━━━ EXERCISE MATERIALS ━━━

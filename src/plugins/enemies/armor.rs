//! Armored core: a stationary core ringed by independently breakable armor pieces.
//!
//! The core owns its pieces by id. Pieces are siblings in the world, not children, so the
//! core breaks each one itself when it dies instead of relying on hierarchy despawn. A piece
//! never forwards damage to the core.
//!
//! All pieces are broken inline (not through nested triggers) so their break effects are
//! written before the core's explosion.

use bevy::prelude::*;

use crate::plugins::combat::damage::{DamageFeedback, DestroyedKind, TakeDamage, resolve};
use crate::plugins::combat::effects::EffectKind;
use crate::plugins::combat::health::{Damageable, HealthPool};

#[derive(Component, Debug, Clone)]
pub struct ArmoredCore {
    pool: HealthPool,
    pieces: Vec<Entity>,
}

impl ArmoredCore {
    pub fn new(max_hp: i32) -> Self {
        Self {
            pool: HealthPool::new(max_hp),
            pieces: Vec::new(),
        }
    }

    pub fn attach(&mut self, piece: Entity) {
        self.pieces.push(piece);
    }

    pub fn pieces(&self) -> &[Entity] {
        &self.pieces
    }
}

impl Damageable for ArmoredCore {
    fn pool(&self) -> &HealthPool {
        &self.pool
    }
    fn pool_mut(&mut self) -> &mut HealthPool {
        &mut self.pool
    }
}

#[derive(Component, Debug, Clone)]
pub struct ArmorPiece {
    pool: HealthPool,
}

impl ArmorPiece {
    pub fn new(max_hp: i32) -> Self {
        Self {
            pool: HealthPool::new(max_hp),
        }
    }
}

impl Damageable for ArmorPiece {
    fn pool(&self) -> &HealthPool {
        &self.pool
    }
    fn pool_mut(&mut self) -> &mut HealthPool {
        &mut self.pool
    }
}

pub(crate) fn on_core_damaged(
    ev: On<TakeDamage>,
    mut cores: Query<(&mut ArmoredCore, &Transform)>,
    mut pieces: Query<(&mut ArmorPiece, &Transform), Without<ArmoredCore>>,
    mut fx: DamageFeedback,
) {
    let hit = *ev.event();
    let Ok((mut core, tf)) = cores.get_mut(hit.entity) else {
        return;
    };

    let outcome = core.absorb(hit.amount);
    let Some(killed) = resolve(hit.entity, hit.amount, outcome) else {
        return;
    };

    fx.wounded(hit.entity, hit.point);
    if !killed {
        return;
    }

    let mut broken = 0;
    for &piece in core.pieces() {
        let Ok((mut armor, piece_tf)) = pieces.get_mut(piece) else {
            continue;
        };
        if !armor.pool_mut().force_kill() {
            continue;
        }
        broken += 1;
        fx.destroyed(
            piece,
            DestroyedKind::ArmorPiece,
            EffectKind::ArmorBreak,
            piece_tf.translation.truncate(),
        );
    }

    debug!("armored core {:?} down, broke {broken} remaining pieces", hit.entity);
    fx.destroyed(
        hit.entity,
        DestroyedKind::ArmoredCore,
        EffectKind::CoreExplosion,
        tf.translation.truncate(),
    );
}

pub(crate) fn on_armor_damaged(
    ev: On<TakeDamage>,
    mut pieces: Query<(&mut ArmorPiece, &Transform)>,
    mut fx: DamageFeedback,
) {
    let hit = *ev.event();
    let Ok((mut armor, tf)) = pieces.get_mut(hit.entity) else {
        return;
    };

    let outcome = armor.absorb(hit.amount);
    let Some(killed) = resolve(hit.entity, hit.amount, outcome) else {
        return;
    };

    fx.wounded(hit.entity, hit.point);
    if killed {
        fx.destroyed(
            hit.entity,
            DestroyedKind::ArmorPiece,
            EffectKind::ArmorBreak,
            tf.translation.truncate(),
        );
    }
}
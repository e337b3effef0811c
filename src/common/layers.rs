//! Collision layers and gameplay identity.

use avian2d::prelude::*;
use bevy::prelude::*;

#[derive(PhysicsLayer, Default, Clone, Copy, Debug, PartialEq, Eq)]
pub enum Layer {
    #[default]
    Default,
    World,
    Player,
    Enemy,
    Destructible,
    Gimmick,
}

impl Layer {
    /// Everything the player's drill is allowed to bite into.
    pub const DRILLABLE: [Layer; 3] = [Layer::Enemy, Layer::Destructible, Layer::Gimmick];
}

/// Explicit identity used by hit-tests instead of string tags.
#[derive(Component, Debug, Clone, Copy, PartialEq, Eq, Hash)]
pub enum Faction {
    Player,
    Enemy,
    Neutral,
}

/// Collision layers for something that should no longer interact with anything.
///
/// Memberships and filters are both cleared: no new contacts, and spatial queries masked on
/// any layer skip it.
#[inline]
pub fn non_interacting() -> CollisionLayers {
    CollisionLayers::new(LayerMask::NONE, LayerMask::NONE)
}

#[cfg(test)]
mod tests {
    use super::*;

    #[test]
    fn non_interacting_leaves_every_query_mask() {
        let layers = non_interacting();
        let drillable = LayerMask::from(Layer::DRILLABLE);
        assert_eq!(layers.memberships & drillable, LayerMask::NONE);
        assert_eq!(layers.memberships & LayerMask::from(Layer::Player), LayerMask::NONE);
        assert_eq!(layers.filters, LayerMask::NONE);
    }
}
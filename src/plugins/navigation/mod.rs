//! Navigation plugin: the movement service enemy brains steer through.
//!
//! Brains only talk to the [`Navigation`] trait. The shipped backend, [`NavAgent`], walks
//! in a straight line toward its destination by writing `LinearVelocity`; walls stop it
//! through the physics solver, not through path planning.
//!
//! ```text
//! FixedUpdate: Act (brain picks destination / stops) -> steer_nav_agents
//! ```

use avian2d::prelude::*;
use bevy::prelude::*;

use crate::common::state::{CombatSystems, GameState};

/// Movement service consumed by the combat state machine.
pub trait Navigation {
    fn set_destination(&mut self, point: Vec2);
    fn is_path_pending(&self) -> bool;
    fn remaining_distance(&self) -> f32;
    fn stopping_distance(&self) -> f32;
    fn set_stopped(&mut self, stopped: bool);

    /// Not computing a path and already inside the stopping distance.
    fn has_arrived(&self) -> bool {
        !self.is_path_pending() && self.remaining_distance() <= self.stopping_distance()
    }
}

/// Straight-line navigation agent.
#[derive(Component, Debug, Clone)]
pub struct NavAgent {
    pub speed: f32,
    stopping_distance: f32,
    destination: Option<Vec2>,
    /// Unknown until the first sync; the agent reports a pending path until then.
    position: Option<Vec2>,
    stopped: bool,
}

impl NavAgent {
    pub fn new(speed: f32, stopping_distance: f32) -> Self {
        Self {
            speed,
            stopping_distance,
            destination: None,
            position: None,
            stopped: false,
        }
    }

    #[inline]
    pub fn sync_position(&mut self, pos: Vec2) {
        self.position = Some(pos);
    }

    /// Velocity this agent wants this step.
    pub fn desired_velocity(&self) -> Vec2 {
        if self.stopped {
            return Vec2::ZERO;
        }
        let (Some(pos), Some(dest)) = (self.position, self.destination) else {
            return Vec2::ZERO;
        };
        let to = dest - pos;
        if to.length() <= self.stopping_distance {
            return Vec2::ZERO;
        }
        to.normalize_or_zero() * self.speed
    }
}

impl Navigation for NavAgent {
    fn set_destination(&mut self, point: Vec2) {
        self.destination = Some(point);
    }

    fn is_path_pending(&self) -> bool {
        self.position.is_none() || self.destination.is_none()
    }

    fn remaining_distance(&self) -> f32 {
        match (self.position, self.destination) {
            (Some(p), Some(d)) => p.distance(d),
            _ => f32::INFINITY,
        }
    }

    fn stopping_distance(&self) -> f32 {
        self.stopping_distance
    }

    fn set_stopped(&mut self, stopped: bool) {
        self.stopped = stopped;
    }
}

/// Null backend for brains with no `NavAgent`: always pending, never arrives.
#[derive(Debug, Default, Clone, Copy)]
pub struct Detached;

impl Navigation for Detached {
    fn set_destination(&mut self, _point: Vec2) {}

    fn is_path_pending(&self) -> bool {
        true
    }

    fn remaining_distance(&self) -> f32 {
        f32::INFINITY
    }

    fn stopping_distance(&self) -> f32 {
        0.0
    }

    fn set_stopped(&mut self, _stopped: bool) {}
}

pub fn plugin(app: &mut App) {
    app.add_systems(
        FixedUpdate,
        steer_nav_agents
            .after(CombatSystems::Act)
            .run_if(in_state(GameState::InGame)),
    );
}

pub(crate) fn steer_nav_agents(mut q: Query<(&mut NavAgent, &Transform, &mut LinearVelocity)>) {
    for (mut agent, tf, mut vel) in &mut q {
        agent.sync_position(tf.translation.truncate());
        vel.0 = agent.desired_velocity();
    }
}
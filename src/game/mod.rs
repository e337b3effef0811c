//! Game composition root.
//!
//! Provides two public configuration functions:
//! - `configure_full`: DefaultPlugins (window/render/log) + game plugins.
//! - `configure_headless`: minimal configuration for integration tests.

use bevy::log::LogPlugin;
use bevy::prelude::*;
use bevy::window::WindowResolution;

use crate::common::state::{self, GameState};
use crate::plugins;
use crate::plugins::player::PlayerDied;

#[cfg(target_os = "windows")]
use bevy::render::{
    RenderPlugin,
    settings::{Backends, PowerPreference, WgpuSettings},
};

pub fn run() {
    App::new().add_plugins(configure_full).run();
}

/// Full configuration for `cargo run`.
pub fn configure_full(app: &mut App) {
    let default_plugins = DefaultPlugins
        .set(WindowPlugin {
            primary_window: Some(Window {
                title: "Burrow".into(),
                resolution: WindowResolution::new(1280, 720),
                ..default()
            }),
            ..default()
        })
        .set(LogPlugin {
            filter: "wgpu=error,naga=warn,burrow=debug".into(),
            ..default()
        });

    // Force DX12 on Windows; Vulkan is unreliable on some hybrid-GPU laptops.
    #[cfg(target_os = "windows")]
    let default_plugins = default_plugins.set(RenderPlugin {
        render_creation: WgpuSettings {
            backends: Some(Backends::DX12),
            power_preference: PowerPreference::HighPerformance,
            ..default()
        }
        .into(),
        ..default()
    });

    app.add_plugins(default_plugins);

    configure_game(app);
    plugins::register_render(app);
}

/// Headless configuration for integration tests.
///
/// Notes:
/// - Do NOT add DefaultPlugins.
/// - Do NOT add render-only plugins (camera).
pub fn configure_headless(app: &mut App) {
    configure_game(app);
}

/// Configuration shared by both full and headless apps.
fn configure_game(app: &mut App) {
    app.init_state::<GameState>();
    state::configure_sets(app);
    plugins::register_gameplay(app);
    app.add_systems(Update, handle_player_death.run_if(in_state(GameState::InGame)));
}

/// Game over: freeze the simulation where it stands.
pub(crate) fn handle_player_death(
    mut died: MessageReader<PlayerDied>,
    mut time: ResMut<Time<Virtual>>,
) {
    if died.read().count() == 0 {
        return;
    }
    if !time.is_paused() {
        info!("game over");
        time.pause();
    }
}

━━━

▸ **EXERCISE**
Which lines of the entries above contain the string "time"? Copy each one.

▸ **ANSWER**
    mut time: ResMut<Time<Virtual>>,
    if !time.is_paused() {
        time.pause();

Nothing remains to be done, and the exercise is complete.